= TASK DESCRIPTION =
For the word "only", give the number of lines in these entries that contain it, with nothing else.

= Collected data entries =
++++++++++

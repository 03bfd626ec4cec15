//! Notification channels
//!
//! Every channel implements [`Notifier`]: deliver a subject and a plain-text
//! body, succeed only on confirmed delivery. [`MultiNotifier`] fans one alert
//! out to every configured channel.

mod email;
mod webhook;
mod whatsapp;

pub use email::EmailNotifier;
pub use webhook::WebhookNotifier;
pub use whatsapp::WhatsAppNotifier;

use async_trait::async_trait;
use std::sync::Arc;
use thiserror::Error;

use crate::config::NotificationSettings;

/// Notification delivery errors
#[derive(Error, Debug)]
pub enum NotificationError {
    /// No channel is configured
    #[error("No notification channel configured")]
    NotConfigured,

    /// Network or protocol failure talking to the channel
    #[error("Transport error: {0}")]
    Transport(String),

    /// Channel answered but refused the message
    #[error("Channel rejected the message ({status}): {message}")]
    Rejected { status: u16, message: String },

    /// Channel settings are unusable
    #[error("Invalid channel configuration: {0}")]
    InvalidConfiguration(String),
}

impl From<reqwest::Error> for NotificationError {
    fn from(err: reqwest::Error) -> Self {
        NotificationError::Transport(err.to_string())
    }
}

/// A channel able to deliver `(subject, body)` messages
#[async_trait]
pub trait Notifier: Send + Sync {
    /// Channel name, for logs
    fn name(&self) -> &str;

    /// Deliver one message; `Ok` only on confirmed delivery
    async fn send(&self, subject: &str, body: &str) -> Result<(), NotificationError>;
}

/// Fans a message out to several channels
#[derive(Default)]
pub struct MultiNotifier {
    channels: Vec<Arc<dyn Notifier>>,
}

impl MultiNotifier {
    pub fn new(channels: Vec<Arc<dyn Notifier>>) -> Self {
        Self { channels }
    }

    /// Build every channel present in the settings
    pub fn from_settings(settings: &NotificationSettings) -> Result<Self, NotificationError> {
        let mut channels: Vec<Arc<dyn Notifier>> = Vec::new();

        if let Some(email) = &settings.email {
            channels.push(Arc::new(EmailNotifier::from_settings(email)?));
        }
        if let Some(whatsapp) = &settings.whatsapp {
            channels.push(Arc::new(WhatsAppNotifier::from_settings(whatsapp)));
        }
        if let Some(webhook) = &settings.webhook {
            channels.push(Arc::new(WebhookNotifier::from_settings(webhook)));
        }

        Ok(Self { channels })
    }

    pub fn len(&self) -> usize {
        self.channels.len()
    }

    pub fn is_empty(&self) -> bool {
        self.channels.is_empty()
    }
}

#[async_trait]
impl Notifier for MultiNotifier {
    fn name(&self) -> &str {
        "multi"
    }

    /// Succeeds when at least one channel delivered the message
    async fn send(&self, subject: &str, body: &str) -> Result<(), NotificationError> {
        if self.channels.is_empty() {
            return Err(NotificationError::NotConfigured);
        }

        let mut delivered = 0usize;
        let mut last_error = None;

        for channel in &self.channels {
            match channel.send(subject, body).await {
                Ok(()) => {
                    tracing::debug!(channel = channel.name(), "Notification delivered");
                    delivered += 1;
                }
                Err(e) => {
                    tracing::warn!(channel = channel.name(), error = %e, "Notification failed");
                    last_error = Some(e);
                }
            }
        }

        match (delivered, last_error) {
            (0, Some(e)) => Err(e),
            _ => Ok(()),
        }
    }
}

#[cfg(test)]
pub(crate) mod testing {
    use super::*;
    use std::sync::Mutex;

    /// Records every message and fails on demand
    #[derive(Default)]
    pub struct RecordingNotifier {
        pub sent: Mutex<Vec<(String, String)>>,
        pub fail: std::sync::atomic::AtomicBool,
    }

    impl RecordingNotifier {
        pub fn failing() -> Self {
            let notifier = Self::default();
            notifier.set_failing(true);
            notifier
        }

        pub fn set_failing(&self, fail: bool) {
            self.fail.store(fail, std::sync::atomic::Ordering::SeqCst);
        }

        pub fn count(&self) -> usize {
            self.sent.lock().unwrap().len()
        }

        pub fn subjects(&self) -> Vec<String> {
            self.sent.lock().unwrap().iter().map(|(s, _)| s.clone()).collect()
        }
    }

    #[async_trait]
    impl Notifier for RecordingNotifier {
        fn name(&self) -> &str {
            "recording"
        }

        async fn send(&self, subject: &str, body: &str) -> Result<(), NotificationError> {
            if self.fail.load(std::sync::atomic::Ordering::SeqCst) {
                return Err(NotificationError::Transport("connection refused".into()));
            }
            self.sent
                .lock()
                .unwrap()
                .push((subject.to_string(), body.to_string()));
            Ok(())
        }
    }
}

++++++++++

= EXERCISE RESPONSE =
2